### TASK TO CARRY OUT
Give again only those lines from the start of the entries through the line holding "extensions) the constant", leaving them as they are.

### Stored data
********************

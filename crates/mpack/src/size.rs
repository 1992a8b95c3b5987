//! Worst-case encoded sizes, including the type-information prefix.
//!
//! For variable-length kinds (strings, byte blobs, extensions) the constant
//! covers the largest possible prefix; the payload length is added by the
//! generated `msg_size` expression.

pub const I8: usize = 2;
pub const I16: usize = 3;
pub const I32: usize = 5;
pub const I64: usize = 9;
pub const ISIZE: usize = I64;

pub const U8: usize = 2;
pub const U16: usize = 3;
pub const U32: usize = 5;
pub const U64: usize = 9;
pub const USIZE: usize = U64;
pub const BYTE: usize = 2;

pub const F32: usize = 5;
pub const F64: usize = 9;
pub const COMPLEX32: usize = 10;
pub const COMPLEX64: usize = 18;

pub const BOOL: usize = 1;
pub const NIL: usize = 1;
pub const TIME: usize = 15;

pub const MAP_HEADER: usize = 5;
pub const ARRAY_HEADER: usize = 5;

pub const BYTES_PREFIX: usize = 5;
pub const STR_PREFIX: usize = 5;
pub const EXT_PREFIX: usize = 6;
//! Hierarchical diagnostics.
//!
//! Warnings and progress lines carry the chain of scopes they were emitted
//! under ("TypeName: field: message"), so a dropped field can be traced to
//! its declaration without positions.

use std::cell::RefCell;

use colored::Colorize;

thread_local! {
    static SCOPES: RefCell<Vec<String>> = const { RefCell::new(Vec::new()) };
}

/// A pushed diagnostic scope; pops itself when dropped.
pub struct Scope(());

/// Pushes `name` onto the scope stack for the lifetime of the returned guard.
pub fn scope(name: &str) -> Scope {
    SCOPES.with(|s| s.borrow_mut().push(name.to_string()));
    Scope(())
}

impl Drop for Scope {
    fn drop(&mut self) {
        SCOPES.with(|s| {
            s.borrow_mut().pop();
        });
    }
}

fn in_context(msg: &str) -> String {
    SCOPES.with(|s| {
        let mut parts = s.borrow().clone();
        parts.push(msg.to_string());
        parts.join(": ")
    })
}

pub fn info(msg: &str) {
    log::info!("{}", in_context(msg).green());
}

pub fn warn(msg: &str) {
    log::warn!("{}", in_context(msg).yellow());
}

#[cfg(test)]
mod tests {
    use super::*;

    #[test]
    fn scopes_nest_and_pop() {
        let _a = scope("outer");
        {
            let _b = scope("inner");
            assert_eq!(in_context("m"), "outer: inner: m");
        }
        assert_eq!(in_context("m"), "outer: m");
    }
}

********************

### REPLY
filename crates/mpack/src/size.rs
repository 1992a8b95c3b5987
//! Worst-case encoded sizes, including the type-information prefix.
//!
//! For variable-length kinds (strings, byte blobs, extensions) the constant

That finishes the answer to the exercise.